Abstract
Methotrexate (MTX) is a widely used chemotherapeutic agent, immune suppressant and antimalarial drug. It is a substrate of several human ABC proteins that confer multidrug resistance to cancer cells and determine compartmentalization of a wide range of physiological metabolites and endo or xenobiotics, by their primary active transport across biological membranes. The substrate specificity and tissue distribution of these promiscuous human ABC transporters show a high degree of redundancy, providing robustness to these key physiological and pharmacological processes, such as the elimination of toxins, e.g. methotrexate from the body. A similar network of proteins capable of transporting methotrexate has been recently suggested to exist in Drosophila melanogaster. One of the key players of this putative network is Drosophila Multidrug-resistance Associated Protein (DMRP). DMRP has been shown to be a highly active and promiscuous ABC transporter, capable of transporting various organic anions. Here we provide the first direct evidence that DMRP, expressed alone in a heterologous system lacking other, potentially functionally overlapping D. melanogaster organic anion transporters, is indeed able to transport methotrexate. Our in vitro results support the hypothesized but debated role of DMRP in in vivo methotrexate excretion.
Highlights
Adenosine triphosphate (ATP) binding cassette (ABC) proteins are considered as one of the most abundant protein families, existing in all phyla of life with 49 members in human and 56 in Drosophila melanogaster [1,2,3]

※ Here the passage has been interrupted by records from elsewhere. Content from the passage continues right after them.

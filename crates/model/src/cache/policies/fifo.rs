//! First-In, First-Out (FIFO) Eviction Policy.
//!
//! This policy evicts the oldest-inserted way in a set, regardless of how
//! recently it was hit. Each set keeps its ways in insertion order; hits do
//! not reorder anything, so a frequently-used line is still evicted once it
//! is the oldest resident.
//!
//! # Performance
//!
//! - **Time Complexity:**
//!   - `insert()`: O(W) where W is the number of ways
//!   - `next()` / `update()`: O(1)
//! - **Space Complexity:** O(S × W) where S is the number of sets
//! - **Best Case:** Streaming accesses where all lines have equal importance
//! - **Worst Case:** Workloads re-using a line across many conflicting fills

use super::EvictionPolicy;

/// FIFO policy state.
pub struct FifoPolicy {
    /// A vector of insertion-order queues (one per set).
    /// Index 0 is the oldest resident, last index is the newest.
    queues: Vec<Vec<usize>>,
}

impl FifoPolicy {
    /// Creates a new FIFO policy instance.
    ///
    /// # Arguments
    ///
    /// * `sets` - The number of sets in the cache.
    /// * `ways` - The associativity (number of ways) of the cache.
    pub fn new(sets: usize, ways: usize) -> Self {
        let mut queues = Vec::with_capacity(sets);
        for _ in 0..sets {
            queues.push((0..ways).collect());
        }
        Self { queues }
    }
}

impl EvictionPolicy for FifoPolicy {
    /// Returns the oldest-inserted way in the set.
    fn next(&mut self, set: usize) -> usize {
        self.queues[set].first().copied().unwrap_or(0)
    }

    /// Records `way` as the newest resident of the set.
    fn insert(&mut self, set: usize, way: usize) {
        let queue = &mut self.queues[set];
        if let Some(pos) = queue.iter().position(|&w| w == way) {
            let _ = queue.remove(pos);
        }
        queue.push(way);
    }

    /// Hits do not alter insertion order.
    fn update(&mut self, _set: usize, _way: usize) {}
}
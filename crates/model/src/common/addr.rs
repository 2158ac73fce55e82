//! Cacheline address decomposition.
//!
//! This module defines the value type a cache tag array is made of. It
//! provides:
//! 1. **Decomposition:** Splitting a raw 64-bit address into tag and set
//!    index for a given geometry.
//! 2. **Reconstruction:** The inverse mapping back to the address of the
//!    first byte of the line, used when forwarding writebacks and fills.
//! 3. **Range walking:** Stepping through every cacheline covering a byte
//!    range without recomputing from raw addresses.
//!
//! Geometry parameters (`sets`, `line_bytes`) are taken on each call rather
//! than stored: the owning cache validates them once at construction, and a
//! tag-array entry stays two words wide.

/// One entry of a cache tag array: the tag and set index of a cacheline,
/// plus its valid and dirty state.
///
/// The default value is the invalid entry, which never matches any lookup,
/// so an empty or evicted way cannot produce a false hit.
#[derive(Clone, Copy, Debug, Default, PartialEq, Eq)]
pub struct LineAddr {
    tag: u64,
    index: usize,
    valid: bool,
    dirty: bool,
}

impl LineAddr {
    /// Decomposes a raw byte address for a cache with `sets` sets of
    /// `line_bytes`-byte lines.
    ///
    /// `index = (raw >> log2(line_bytes)) & (sets - 1)` and
    /// `tag = (raw >> log2(line_bytes)) >> log2(sets)`. The result is valid
    /// and clean.
    ///
    /// Both `sets` and `line_bytes` must be powers of two; the owning
    /// cache's constructor guarantees this, so it is not re-checked here.
    #[inline]
    pub fn from_raw(raw: u64, sets: usize, line_bytes: usize) -> Self {
        let stripped = raw >> line_bytes.trailing_zeros();
        Self {
            tag: stripped >> sets.trailing_zeros(),
            index: (stripped & (sets as u64 - 1)) as usize,
            valid: true,
            dirty: false,
        }
    }

    /// Reconstructs the raw address of the first byte of this line.
    ///
    /// Inverse of [`from_raw`](Self::from_raw) up to line alignment:
    /// `addr.to_raw(..) == raw & !(line_bytes - 1)` for the `raw` the entry
    /// was decomposed from.
    #[inline]
    pub fn to_raw(&self, sets: usize, line_bytes: usize) -> u64 {
        ((self.tag << sets.trailing_zeros()) | self.index as u64)
            << line_bytes.trailing_zeros()
    }

    /// Steps to the next sequential cacheline.
    ///
    /// The set index wraps past `sets - 1` and carries into the tag, so a
    /// walk visits lines in ascending address order across set boundaries.
    #[inline]
    pub fn advance_line(&mut self, sets: usize) {
        self.index += 1;
        if self.index == sets {
            self.index = 0;
            self.tag += 1;
        }
    }

    /// Tag match: true only when both entries are valid and their tags are
    /// equal. An invalid entry matches nothing, itself included.
    #[inline]
    pub fn matches(&self, other: &Self) -> bool {
        self.valid && other.valid && self.tag == other.tag
    }

    /// The tag bits of this line.
    #[inline]
    pub fn tag(&self) -> u64 {
        self.tag
    }

    /// The set index of this line.
    #[inline]
    pub fn index(&self) -> usize {
        self.index
    }

    /// Whether this entry holds a live line.
    #[inline]
    pub fn is_valid(&self) -> bool {
        self.valid
    }

    /// Marks the entry invalid (its way becomes a cold slot).
    #[inline]
    pub fn set_invalid(&mut self) {
        self.valid = false;
    }

    /// Whether the line has been written since fill or last clean.
    #[inline]
    pub fn is_dirty(&self) -> bool {
        self.dirty
    }

    /// Marks the line dirty.
    #[inline]
    pub fn set_dirty(&mut self) {
        self.dirty = true;
    }

    /// Marks the line clean.
    #[inline]
    pub fn set_clean(&mut self) {
        self.dirty = false;
    }
}

/// Iterator over every cacheline-aligned line covering `[addr, addr + bytes)`,
/// in ascending address order.
///
/// Each line is yielded exactly once; an empty range yields nothing. The walk
/// steps via [`LineAddr::advance_line`], so crossing the last set index
/// carries into the tag rather than re-decomposing raw addresses.
#[derive(Clone, Debug)]
pub struct LineWalk {
    cur: LineAddr,
    remaining: u64,
    sets: usize,
}

impl LineWalk {
    /// Creates a walk over the lines covering `[addr, addr + bytes)` under
    /// the given geometry.
    pub fn new(addr: u64, bytes: u64, sets: usize, line_bytes: usize) -> Self {
        let lg_line = line_bytes.trailing_zeros();
        let remaining = if bytes == 0 {
            0
        } else {
            ((addr + bytes - 1) >> lg_line) - (addr >> lg_line) + 1
        };
        Self {
            cur: LineAddr::from_raw(addr, sets, line_bytes),
            remaining,
            sets,
        }
    }
}

impl Iterator for LineWalk {
    type Item = LineAddr;

    fn next(&mut self) -> Option<LineAddr> {
        if self.remaining == 0 {
            return None;
        }
        let line = self.cur;
        self.cur.advance_line(self.sets);
        self.remaining -= 1;
        Some(line)
    }
}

To test the capability of Drosophila Multidrug-resistance Associated Protein (DMRP) to transport methotrexate (MTX), we first investigated its effect on the DMRP mediated hydrolysis of ATP
We investigated the time course of the ATPase activity in the absence and in the presence of 1mM MTX in inside-out vesicles prepared from Sf9 cells overexpressing wild type DMRP (Fig 1A)
Summary
Adenosine triphosphate (ATP) binding cassette (ABC) proteins are considered as one of the most abundant protein families, existing in all phyla of life with 49 members in human and 56 in Drosophila melanogaster [1,2,3]. Most of the ABC proteins are membrane resident solute transporters, the eukaryotic transporters being exclusively exporters [1]. Most of the eukaryotic ABC transporters export a limited number of closely related molecules, but there are a few transporters with an extremely wide spectrum of structurally unrelated substrates. Some of these promiscuous ABC transporters are involved in the multidrug resistance phenotype of cancer cells and are the major obstacle of cancer chemotherapy [4].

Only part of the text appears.